Baker inherited a tough job in taking over Cubs manager and it only got worse after the infamous Bartman game during Game 6 of the 2003 NLCS. (And it must be pointed out that Steve Bartman does not deserve the blame for the Cubs blowing that game.) In fact, Baker and successors included, only Jim Riggleman has managed the Cubs for more than four full seasons since Leo Durocher's firing in mid-1972.
"They turn over their managers pretty quick," Baker said. "They don’t stick with anybody for a period of time, because everybody’s counting -- Year 100, Year 101, Year 102. There’s no such thing as a four- or five-year plan. It’s a one-year plan."
And yet, while plenty of other Cubs managers have had to deal with the outrage of Cubs fans, it's Baker that has to deal with human feces exactly where he stands in the dugout. Yeah, the groundskeeper cleaned it up, but that doesn't get rid of the figurative (and perhaps even literal) stink.

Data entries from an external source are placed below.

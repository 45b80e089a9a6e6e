//! Enemy templates and intent selection.
//!
//! An intent is declared before the player acts and executed verbatim on
//! the enemy turn. Selection is a weighted draw biased by the enemy's hp:
//!
//! | hp ratio   | attack | defend | skill |
//! |------------|--------|--------|-------|
//! | < 0.3      | 30     | 20     | 50    |
//! | < 0.6      | 40     | 40     | 20    |
//! | otherwise  | 60     | 20     | 20    |
//!
//! Enemies without skills never roll a skill intent.

use serde::{Deserialize, Serialize};
use tracing::debug;

use crate::core::{CatalogError, Combatant, GameRng};

/// Something an enemy can do besides attacking or defending.
#[derive(Clone, Copy, Debug, PartialEq, Eq, Serialize, Deserialize)]
#[serde(tag = "type", rename_all = "snake_case")]
pub enum EnemySkill {
    /// Poison the player.
    Poison { value: i32, duration: u32 },
    /// Burn the player.
    Burn { value: i32, duration: u32 },
    /// Make the player vulnerable.
    Expose { duration: u32 },
    /// Gain strength.
    Enrage { value: i32, duration: u32 },
    /// Heal self.
    Regenerate { value: i32 },
}

impl std::fmt::Display for EnemySkill {
    fn fmt(&self, f: &mut std::fmt::Formatter<'_>) -> std::fmt::Result {
        match self {
            EnemySkill::Poison { value, duration } => write!(f, "poison {value} for {duration} turns"),
            EnemySkill::Burn { value, duration } => write!(f, "burn {value}% for {duration} turns"),
            EnemySkill::Expose { duration } => write!(f, "expose for {duration} turns"),
            EnemySkill::Enrage { value, .. } => write!(f, "enrage +{value}"),
            EnemySkill::Regenerate { value } => write!(f, "regenerate {value}"),
        }
    }
}

/// Behavior profile nudging intent weights.
#[derive(Clone, Copy, Debug, Default, PartialEq, Eq, Serialize, Deserialize)]
#[serde(rename_all = "snake_case")]
pub enum AiType {
    #[default]
    Balanced,
    /// +20 attack weight.
    Aggressive,
    /// +20 defend weight.
    Defensive,
}

/// Enemy template as supplied by level configuration.
#[derive(Clone, Debug, PartialEq, Eq, Serialize, Deserialize)]
pub struct EnemyConfig {
    pub id: String,
    pub name: String,
    pub hp: i32,
    pub attack: i32,
    #[serde(default)]
    pub armor: i32,
    #[serde(default)]
    pub skills: Vec<EnemySkill>,
    #[serde(default)]
    pub ai_type: AiType,
}

impl EnemyConfig {
    pub fn new(id: impl Into<String>, name: impl Into<String>, hp: i32, attack: i32) -> Self {
        Self {
            id: id.into(),
            name: name.into(),
            hp,
            attack,
            armor: 0,
            skills: Vec::new(),
            ai_type: AiType::default(),
        }
    }

    #[must_use]
    pub fn with_armor(mut self, armor: i32) -> Self {
        self.armor = armor;
        self
    }

    #[must_use]
    pub fn with_skill(mut self, skill: EnemySkill) -> Self {
        self.skills.push(skill);
        self
    }

    #[must_use]
    pub fn with_ai(mut self, ai_type: AiType) -> Self {
        self.ai_type = ai_type;
        self
    }

    pub fn from_json(json: &str) -> Result<Self, CatalogError> {
        Ok(serde_json::from_str(json)?)
    }

    /// Fresh combatant for this template. Enemies have no energy.
    #[must_use]
    pub fn spawn(&self) -> Combatant {
        Combatant::new(self.hp, 0).with_armor(self.armor)
    }
}

#[derive(Clone, Copy, Debug, PartialEq, Eq, Hash, Serialize, Deserialize)]
#[serde(rename_all = "snake_case")]
pub enum IntentKind {
    Attack,
    Defend,
    Skill,
}

/// A declared enemy action.
#[derive(Clone, Copy, Debug, PartialEq, Eq, Serialize, Deserialize)]
#[serde(tag = "type", rename_all = "snake_case")]
pub enum Intent {
    Attack { damage: i32 },
    Defend { armor: i32 },
    Skill { skill: EnemySkill },
}

impl Intent {
    #[must_use]
    pub fn kind(&self) -> IntentKind {
        match self {
            Intent::Attack { .. } => IntentKind::Attack,
            Intent::Defend { .. } => IntentKind::Defend,
            Intent::Skill { .. } => IntentKind::Skill,
        }
    }
}

impl std::fmt::Display for Intent {
    fn fmt(&self, f: &mut std::fmt::Formatter<'_>) -> std::fmt::Result {
        match self {
            Intent::Attack { damage } => write!(f, "attack for {damage}"),
            Intent::Defend { armor } => write!(f, "defend for {armor} armor"),
            Intent::Skill { skill } => write!(f, "use {skill}"),
        }
    }
}

/// Attack/defend/skill weights for an enemy at its current hp.
#[must_use]
pub fn intent_weights(config: &EnemyConfig, enemy: &Combatant) -> [f32; 3] {
    let ratio = if enemy.max_hp > 0 {
        enemy.hp as f32 / enemy.max_hp as f32
    } else {
        0.0
    };

    let mut weights = if ratio < 0.3 {
        [30.0, 20.0, 50.0]
    } else if ratio < 0.6 {
        [40.0, 40.0, 20.0]
    } else {
        [60.0, 20.0, 20.0]
    };

    match config.ai_type {
        AiType::Balanced => {}
        AiType::Aggressive => weights[0] += 20.0,
        AiType::Defensive => weights[1] += 20.0,
    }
    if config.skills.is_empty() {
        weights[2] = 0.0;
    }
    weights
}

/// Roll the next intent.
pub fn choose_intent(config: &EnemyConfig, enemy: &Combatant, rng: &mut GameRng) -> Intent {
    let weights = intent_weights(config, enemy);

    let intent = match rng.choose_weighted(&weights) {
        Some(1) => Intent::Defend {
            armor: (config.attack / 2).max(1),
        },
        Some(2) => match rng.choose(&config.skills) {
            Some(skill) => Intent::Skill { skill: *skill },
            None => Intent::Attack { damage: config.attack },
        },
        _ => Intent::Attack { damage: config.attack },
    };

    debug!(enemy = %config.id, hp = enemy.hp, %intent, "intent chosen");
    intent
}

/// One declared intent and what was actually done.
#[derive(Clone, Debug, PartialEq, Eq)]
pub struct IntentRecord {
    pub turn: u32,
    pub declared: Intent,
    pub executed: Option<Intent>,
}

/// Audits that every executed enemy action matches its declaration.
#[derive(Clone, Debug, Default)]
pub struct IntentTracker {
    records: Vec<IntentRecord>,
}

impl IntentTracker {
    #[must_use]
    pub fn new() -> Self {
        Self::default()
    }

    pub fn declare(&mut self, turn: u32, intent: Intent) {
        self.records.push(IntentRecord {
            turn,
            declared: intent,
            executed: None,
        });
    }

    /// Record the action performed for the latest declaration.
    pub fn execute(&mut self, intent: Intent) {
        if let Some(record) = self.records.last_mut() {
            record.executed = Some(intent);
        }
    }

    #[must_use]
    pub fn records(&self) -> &[IntentRecord] {
        &self.records
    }

    /// Executed actions that differ from what was declared.
    pub fn mismatches(&self) -> impl Iterator<Item = &IntentRecord> {
        self.records
            .iter()
            .filter(|r| r.executed.is_some_and(|done| done != r.declared))
    }

    pub fn clear(&mut self) {
        self.records.clear();
    }
}
//! Card catalog for template lookup.
//!
//! The `CardCatalog` stores every card template known to a run. It keeps
//! registration order so that anything selecting "the first N cards of a
//! type" is deterministic.

use rustc_hash::FxHashMap;

use super::definition::{Card, CardId, CardType, Rarity, MAX_CARD_COST};
use super::effect::CardEffect;
use crate::core::CatalogError;
use crate::effects::StatusKind;

/// Registry of card templates.
///
/// ## Example
///
/// ```
/// use rust_spire::cards::{Card, CardCatalog, CardEffect, CardType};
///
/// let mut catalog = CardCatalog::new();
/// catalog
///     .register(Card::new("strike", "Strike", CardType::Attack, 1, CardEffect::Damage { value: 6 }))
///     .unwrap();
///
/// assert_eq!(catalog.get(&"strike".into()).unwrap().name, "Strike");
/// ```
#[derive(Clone, Debug, Default)]
pub struct CardCatalog {
    cards: Vec<Card>,
    index: FxHashMap<CardId, usize>,
}

impl CardCatalog {
    /// Create a new empty catalog.
    #[must_use]
    pub fn new() -> Self {
        Self::default()
    }

    /// Load templates from a JSON array of cards.
    pub fn from_json(json: &str) -> Result<Self, CatalogError> {
        let cards: Vec<Card> = serde_json::from_str(json)?;
        let mut catalog = Self::new();
        for card in cards {
            catalog.register(card)?;
        }
        Ok(catalog)
    }

    /// Register a card template. Ids must be unique and the cost must lie
    /// in `0..=MAX_CARD_COST`.
    pub fn register(&mut self, card: Card) -> Result<(), CatalogError> {
        if self.index.contains_key(&card.id) {
            return Err(CatalogError::DuplicateId(card.id.0));
        }
        if !(0..=MAX_CARD_COST).contains(&card.cost) {
            return Err(CatalogError::InvalidCard(format!("{}: cost {}", card.id.0, card.cost)));
        }
        self.index.insert(card.id.clone(), self.cards.len());
        self.cards.push(card);
        Ok(())
    }

    /// Get a template by ID.
    #[must_use]
    pub fn get(&self, id: &CardId) -> Option<&Card> {
        self.index.get(id).map(|&i| &self.cards[i])
    }

    /// Get a fresh copy of a template by ID.
    #[must_use]
    pub fn instantiate(&self, id: &CardId) -> Option<Card> {
        self.get(id).cloned()
    }

    #[must_use]
    pub fn contains(&self, id: &CardId) -> bool {
        self.index.contains_key(id)
    }

    #[must_use]
    pub fn len(&self) -> usize {
        self.cards.len()
    }

    #[must_use]
    pub fn is_empty(&self) -> bool {
        self.cards.is_empty()
    }

    /// Iterate over all templates in registration order.
    pub fn iter(&self) -> impl Iterator<Item = &Card> {
        self.cards.iter()
    }

    /// Find templates by type, in registration order.
    pub fn find_by_type(&self, card_type: CardType) -> impl Iterator<Item = &Card> {
        self.cards.iter().filter(move |c| c.card_type == card_type)
    }

    /// The built-in card set.
    #[must_use]
    pub fn standard() -> Self {
        use CardEffect as E;
        use CardType::{Attack, Defense, Skill, Status};

        let cards = [
            Card::new("strike", "Strike", Attack, 1, E::Damage { value: 6 }).with_rarity(Rarity::Basic),
            Card::new("bash", "Bash", Attack, 2, E::Damage { value: 10 }).with_rarity(Rarity::Basic),
            Card::new("twin_strike", "Twin Strike", Attack, 1, E::DamageMulti { value: 5, hits: 2 }),
            Card::new("heavy_blade", "Heavy Blade", Attack, 2, E::Damage { value: 14 }).with_rarity(Rarity::Uncommon),
            Card::new("whirlwind", "Whirlwind", Attack, 3, E::DamageMulti { value: 6, hits: 3 }).with_rarity(Rarity::Rare),
            Card::new("defend", "Defend", Defense, 1, E::Block { value: 5 }).with_rarity(Rarity::Basic),
            Card::new("shrug", "Shrug It Off", Defense, 1, E::Block { value: 8 }),
            Card::new("iron_skin", "Iron Skin", Defense, 2, E::Armor { value: 4 }).with_rarity(Rarity::Uncommon),
            Card::new("quick_draw", "Quick Draw", Skill, 1, E::Draw { count: 2 }).with_rarity(Rarity::Basic),
            Card::new("focus", "Focus", Skill, 0, E::Energy { value: 1 }),
            Card::new("expose", "Expose", Skill, 1, E::Vulnerable { duration: 2 }).with_rarity(Rarity::Basic),
            Card::new("adrenaline", "Adrenaline", Skill, 0, E::DrawEnergy { draw: 1, energy: 1 }).with_rarity(Rarity::Rare),
            Card::new("bandage", "Bandage", Skill, 1, E::Heal { value: 6 }),
            Card::new(
                "poison_stab",
                "Poison Stab",
                Skill,
                1,
                E::ApplyStatus { status: StatusKind::Poison, duration: 3, value: 3 },
            ),
            Card::new(
                "flex",
                "Flex",
                Skill,
                0,
                E::ApplyStatus { status: StatusKind::Strength, duration: 2, value: 2 },
            )
            .with_rarity(Rarity::Uncommon),
            Card::new("footwork", "Footwork", Skill, 1, E::Dexterity { value: 2 }).with_rarity(Rarity::Uncommon),
            Card::new(
                "wound",
                "Wound",
                Status,
                0,
                E::ApplyStatus { status: StatusKind::Burn, duration: 1, value: 1 },
            ),
        ];

        let mut catalog = Self::new();
        for card in cards {
            // Ids above are distinct literals and every cost is in range.
            let _ = catalog.register(card);
        }
        catalog
    }
}

#[cfg(test)]
mod tests {
    use super::*;

    fn strike() -> Card {
        Card::new("strike", "Strike", CardType::Attack, 1, CardEffect::Damage { value: 6 })
    }

    #[test]
    fn test_register_and_get() {
        let mut catalog = CardCatalog::new();
        catalog.register(strike()).unwrap();

        assert!(catalog.contains(&"strike".into()));
        assert!(catalog.get(&"missing".into()).is_none());
        assert_eq!(catalog.len(), 1);
    }

    #[test]
    fn test_duplicate_id_rejected() {
        let mut catalog = CardCatalog::new();
        catalog.register(strike()).unwrap();

        let err = catalog.register(strike()).unwrap_err();
        assert_eq!(err.code(), "ERR_DUPLICATE_ID");
    }

    #[test]
    fn test_find_by_type_keeps_order() {
        let catalog = CardCatalog::standard();
        let attacks: Vec<_> = catalog.find_by_type(CardType::Attack).map(|c| c.id.as_str()).collect();
        assert_eq!(attacks[0], "strike");
        assert_eq!(attacks[1], "bash");
    }

    #[test]
    fn test_standard_catalog_covers_starter_types() {
        let catalog = CardCatalog::standard();
        assert!(catalog.find_by_type(CardType::Attack).count() >= 4);
        assert!(catalog.find_by_type(CardType::Defense).count() >= 3);
        assert!(catalog.find_by_type(CardType::Skill).count() >= 3);
    }

    #[test]
    fn test_from_json() {
        let json = r#"[
            { "id": "strike", "name": "Strike", "type": "attack", "cost": 1,
              "effect": { "type": "damage", "value": 6 } },
            { "id": "defend", "name": "Defend", "type": "defense", "cost": 1,
              "effect": { "type": "block", "value": 5 } }
        ]"#;

        let catalog = CardCatalog::from_json(json).unwrap();
        assert_eq!(catalog.len(), 2);
        assert_eq!(catalog.instantiate(&"defend".into()).unwrap().cost, 1);
    }

    #[test]
    fn test_cost_out_of_range_rejected() {
        let card_with_cost = |cost: i32| {
            format!(
                r#"[{{ "id": "odd", "name": "Odd", "type": "attack", "cost": {cost},
                      "effect": {{ "type": "damage", "value": 6 }} }}]"#
            )
        };

        for cost in [-1, 4] {
            let err = CardCatalog::from_json(&card_with_cost(cost)).unwrap_err();
            assert_eq!(err.code(), "ERR_INVALID_CARD");
            assert!(matches!(err, CatalogError::InvalidCard(msg) if msg.contains("odd")));
        }

        for cost in [0, MAX_CARD_COST] {
            assert_eq!(CardCatalog::from_json(&card_with_cost(cost)).unwrap().len(), 1);
        }
    }

    #[test]
    fn test_standard_costs_in_range() {
        let catalog = CardCatalog::standard();
        assert!(catalog.iter().all(|c| (0..=MAX_CARD_COST).contains(&c.cost)));
    }
}
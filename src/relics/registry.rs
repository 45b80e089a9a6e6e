//! Owned relics and timing dispatch.
//!
//! `RelicEngine` stores the relics the player owns, in grant order, plus a
//! `timing -> [relic]` index used to fire them. The index is rebuilt
//! whenever a relic is granted or removed, so lookups at fire time are a
//! single map access. Relics for one timing always fire in grant order.

use rustc_hash::FxHashMap;
use tracing::{debug, trace};

use crate::core::RelicError;

use super::catalog::RelicCatalog;
use super::interpreter::{apply_effect, RelicActivation, RelicCombatState, TriggerContext};
use super::relic::{Relic, RelicId, TriggerTiming};

/// The player's relics and their per-combat state.
///
/// ## Example
///
/// ```
/// use rust_spire::relics::{Relic, RelicEffectKind, RelicEngine, TriggerTiming};
///
/// let mut relics = RelicEngine::new();
/// relics
///     .grant(Relic::new("salve", "Salve", TriggerTiming::TurnEnd, RelicEffectKind::Heal { value: 2 }))
///     .unwrap();
///
/// assert_eq!(relics.relics_for(TriggerTiming::TurnEnd).count(), 1);
/// assert_eq!(relics.relics_for(TriggerTiming::TurnStart).count(), 0);
/// ```
#[derive(Clone, Debug, Default)]
pub struct RelicEngine {
    owned: Vec<Relic>,
    by_timing: FxHashMap<TriggerTiming, Vec<usize>>,
    combat: RelicCombatState,
}

impl RelicEngine {
    #[must_use]
    pub fn new() -> Self {
        Self::default()
    }

    /// Add a relic. Non-stackable relics can only be owned once.
    pub fn grant(&mut self, relic: Relic) -> Result<(), RelicError> {
        if !relic.stackable && self.owns(&relic.id) {
            return Err(RelicError::RelicAlreadyOwned);
        }
        debug!(relic = %relic.id, timing = %relic.timing(), "relic granted");
        self.owned.push(relic);
        self.rebuild_index();
        Ok(())
    }

    /// Look a relic up in `catalog` and grant a copy of it.
    pub fn grant_from_catalog(&mut self, catalog: &RelicCatalog, id: &RelicId) -> Result<&Relic, RelicError> {
        let relic = catalog.get(id).cloned().ok_or(RelicError::RelicNotFound)?;
        self.grant(relic)?;
        self.owned.last().ok_or(RelicError::RelicNotFound)
    }

    /// Remove the most recently granted copy of a relic.
    pub fn remove(&mut self, id: &RelicId) -> Result<Relic, RelicError> {
        let index = self
            .owned
            .iter()
            .rposition(|r| &r.id == id)
            .ok_or(RelicError::RelicNotOwned)?;
        let relic = self.owned.remove(index);
        self.rebuild_index();
        debug!(relic = %relic.id, "relic removed");
        Ok(relic)
    }

    fn rebuild_index(&mut self) {
        self.by_timing.clear();
        for (i, relic) in self.owned.iter().enumerate() {
            self.by_timing.entry(relic.timing()).or_default().push(i);
        }
    }

    #[must_use]
    pub fn owns(&self, id: &RelicId) -> bool {
        self.owned.iter().any(|r| &r.id == id)
    }

    #[must_use]
    pub fn owned(&self) -> &[Relic] {
        &self.owned
    }

    #[must_use]
    pub fn owned_ids(&self) -> Vec<RelicId> {
        self.owned.iter().map(|r| r.id.clone()).collect()
    }

    #[must_use]
    pub fn len(&self) -> usize {
        self.owned.len()
    }

    #[must_use]
    pub fn is_empty(&self) -> bool {
        self.owned.is_empty()
    }

    /// Relics listening on `timing`, in grant order.
    pub fn relics_for(&self, timing: TriggerTiming) -> impl Iterator<Item = &Relic> {
        self.by_timing
            .get(&timing)
            .into_iter()
            .flatten()
            .map(|&i| &self.owned[i])
    }

    /// Clear one-shot flags and activation counters.
    pub fn reset_combat_state(&mut self) {
        self.combat = RelicCombatState::default();
        trace!("relic combat state reset");
    }

    #[must_use]
    pub fn combat_state(&self) -> &RelicCombatState {
        &self.combat
    }

    #[must_use]
    pub fn next_card_free(&self) -> bool {
        self.combat.next_card_free
    }

    /// Consume the "next card free" flag. Returns whether it was set.
    pub fn take_next_card_free(&mut self) -> bool {
        std::mem::take(&mut self.combat.next_card_free)
    }

    /// Fire every relic registered for `timing`, in grant order.
    pub fn fire(&mut self, timing: TriggerTiming, ctx: &mut TriggerContext) -> Vec<RelicActivation> {
        let Some(indices) = self.by_timing.get(&timing) else {
            return Vec::new();
        };

        let mut fired = Vec::new();
        for &i in indices {
            if let Some(activation) = apply_effect(&self.owned[i], ctx, &mut self.combat) {
                fired.push(activation);
            }
        }
        fired
    }
}

#[cfg(test)]
mod tests {
    use super::*;
    use crate::core::{Combatant, GameRng, PlayerProgress};
    use crate::relics::{RelicEffectKind, RelicOutcome, TriggerExtra};
    use crate::zones::DeckEngine;

    fn heal(id: &str, value: i32) -> Relic {
        Relic::new(id, id, TriggerTiming::TurnEnd, RelicEffectKind::Heal { value })
    }

    #[test]
    fn test_grant_rejects_duplicate() {
        let mut relics = RelicEngine::new();
        relics.grant(heal("salve", 2)).unwrap();
        assert_eq!(relics.grant(heal("salve", 2)), Err(RelicError::RelicAlreadyOwned));
        assert_eq!(relics.len(), 1);
    }

    #[test]
    fn test_stackable_may_repeat() {
        let mut relics = RelicEngine::new();
        relics.grant(heal("salve", 2).stackable()).unwrap();
        relics.grant(heal("salve", 2).stackable()).unwrap();
        assert_eq!(relics.relics_for(TriggerTiming::TurnEnd).count(), 2);
    }

    #[test]
    fn test_remove_rebuilds_index() {
        let mut relics = RelicEngine::new();
        relics.grant(heal("a", 1)).unwrap();
        relics.grant(heal("b", 1)).unwrap();

        relics.remove(&"a".into()).unwrap();

        let ids: Vec<_> = relics.relics_for(TriggerTiming::TurnEnd).map(|r| r.id.as_str()).collect();
        assert_eq!(ids, vec!["b"]);
        assert_eq!(relics.remove(&"a".into()), Err(RelicError::RelicNotOwned));
    }

    #[test]
    fn test_grant_from_catalog() {
        let catalog = RelicCatalog::standard();
        let mut relics = RelicEngine::new();

        assert!(relics.grant_from_catalog(&catalog, &"burning_blood".into()).is_ok());
        assert_eq!(
            relics.grant_from_catalog(&catalog, &"no_such_relic".into()).err(),
            Some(RelicError::RelicNotFound)
        );
    }

    #[test]
    fn test_fire_in_grant_order() {
        let mut relics = RelicEngine::new();
        relics.grant(heal("first", 1)).unwrap();
        relics
            .grant(Relic::new("armor", "Armor", TriggerTiming::TurnEnd, RelicEffectKind::Armor { value: 2 }))
            .unwrap();
        relics.grant(heal("second", 1)).unwrap();

        let mut player = Combatant::new(100, 3);
        player.hp = 50;
        let mut enemy = Combatant::new(30, 0);
        let mut deck = DeckEngine::with_limits(10, 20, GameRng::new(1));
        let mut progress = PlayerProgress::new(100);
        let mut ctx = TriggerContext {
            player: &mut player,
            enemy: &mut enemy,
            deck: &mut deck,
            progress: &mut progress,
            turn: 1,
            extra: TriggerExtra::default(),
        };

        let fired = relics.fire(TriggerTiming::TurnEnd, &mut ctx);

        let order: Vec<_> = fired.iter().map(|a| a.relic.as_str()).collect();
        assert_eq!(order, vec!["first", "armor", "second"]);
        assert!(matches!(fired[1].outcome, RelicOutcome::ArmorGained { amount: 2, .. }));
        assert_eq!(player.hp, 52);
    }

    #[test]
    fn test_reset_clears_next_card_free() {
        let mut relics = RelicEngine::new();
        relics.combat.next_card_free = true;
        relics.reset_combat_state();
        assert!(!relics.next_card_free());
    }

    #[test]
    fn test_take_next_card_free_once() {
        let mut relics = RelicEngine::new();
        relics.combat.next_card_free = true;
        assert!(relics.take_next_card_free());
        assert!(!relics.take_next_card_free());
    }
}
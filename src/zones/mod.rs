//! Card zones.
//!
//! The player's cards live in four ordered zones: the master deck, the
//! draw pile, the hand, and the discard pile. `DeckEngine` owns all four
//! and is the only code that moves cards between them.

pub mod deck;

pub use deck::{shuffle, DeckEngine, Pile, TypeCounts};
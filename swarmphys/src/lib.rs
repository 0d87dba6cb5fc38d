pub mod simulation;
pub mod configuration;
pub mod benchmark;
pub mod error;

pub use simulation::vector::NVec2;
pub use simulation::states::{Edge, Frame, Node, NodeArena, NodeId, NodeKind, People, PersonOrder};
pub use simulation::forces::{EdgeForce, NodeRepulsion, WeightSource};
pub use simulation::integrator::{apply_force_to_velocity, apply_velocity_to_position, VelocityPolicy};
pub use simulation::lifecycle::DecayPolicy;
pub use simulation::params::Parameters;
pub use simulation::engine::{ForceEngine, PhysicsEngine, Policy, Variant};
pub use simulation::scenario::Scenario;

pub use configuration::config::{EdgeConfig, EngineConfig, FrameConfig, NodeConfig, ScenarioConfig};

pub use error::{ConfigError, ScenarioError};

pub use benchmark::benchmark::bench_frames;
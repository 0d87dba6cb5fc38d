use std::time::Instant;

use crate::simulation::engine::{ForceEngine, Variant};
use crate::simulation::params::Parameters;
use crate::simulation::scenario::Scenario;
use crate::simulation::states::{Edge, Frame, Node, NodeId};
use crate::simulation::vector::NVec2;

/// Helper to build a swarm of `n` persons and `n` files, each person linked
/// to one file, on a 1000x1000 frame
fn make_scenario(n: usize, variant: Variant) -> Scenario {
    let params = Parameters {
        seed: Some(42),
        ..Parameters::default()
    };
    let mut scenario = Scenario::new(Frame::new(1000.0, 1000.0), ForceEngine::new(variant, params));

    let mut persons: Vec<NodeId> = Vec::with_capacity(n);
    for i in 0..n {
        let i_f = i as f32;
        // deterministic positions, no rand needed
        let x = NVec2::new(
            500.0 + (i_f * 0.37).sin() * 400.0,
            500.0 + (i_f * 0.13).cos() * 400.0,
        );
        persons.push(scenario.insert_person(Node::person(format!("p{i}")).at(x)));
    }
    for (i, &p) in persons.iter().enumerate() {
        let i_f = i as f32;
        let x = NVec2::new(
            500.0 + (i_f * 0.07).sin() * 450.0,
            500.0 + (i_f * 0.29).cos() * 450.0,
        );
        let mut file = Node::file(format!("f{i}")).at(x);
        file.change_magnitude = 1 + (i % 10) as i32;
        let f = scenario.insert_file(file);
        scenario.link(Edge::new(p, f, 1 + (i % 10) as i32));
    }
    scenario
}

/// Time full frames for a range of swarm sizes
/// Output is CSV so it can be pasted straight into a spreadsheet
pub fn bench_frames() {
    println!("N,decay_ms,orbit_ms");

    for n in [100, 200, 400, 800, 1600] {
        // Small n: average over more frames to smooth noise
        let frames = if n <= 400 { 20 } else { 3 };

        let mut decay = make_scenario(n, Variant::Decay);
        decay.step(); // warm-up
        let t0 = Instant::now();
        for _ in 0..frames {
            decay.step();
        }
        let ms_decay = t0.elapsed().as_secs_f64() * 1000.0 / frames as f64;

        let mut orbit = make_scenario(n, Variant::Orbit);
        orbit.step();
        let t1 = Instant::now();
        for _ in 0..frames {
            orbit.step();
        }
        let ms_orbit = t1.elapsed().as_secs_f64() * 1000.0 / frames as f64;

        println!("{},{:.6},{:.6}", n, ms_decay, ms_orbit);
    }
}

No one deserves that. But that's not all that happened to Baker in Chicago. Since his experience in Chicago, he's been saddled with a reputation that he perhaps does not deserve.
"It really hurt my reputation," Baker said of managing in Chicago, especially after disappointments in 2005 and 2006. "Ever since then, all of a sudden, 'I don’t know how to manage. I don’t know how to handle pitchers. I don’t like young players.' … They don’t even have a clue about it. I never heard that in San Francisco."
Baker had his missteps in San Francisco, most notably yanking Russ Ortiz with a lead in Game 6 of the 2002 World Series and attempting to give Hernandez the game ball, but it must be noted that there were no complaints about Baker's pitcher usage in San Francisco. It's tougher to defend his actions with Prior and Harang, but consideration must be given to the fact it would have happened regardless.
And there's certainly no defending the actions of whichever spineless person chose to take a dump at Baker's feet.
(Was this an inside job? Certainly no fan could get access to the field before the gates even open.)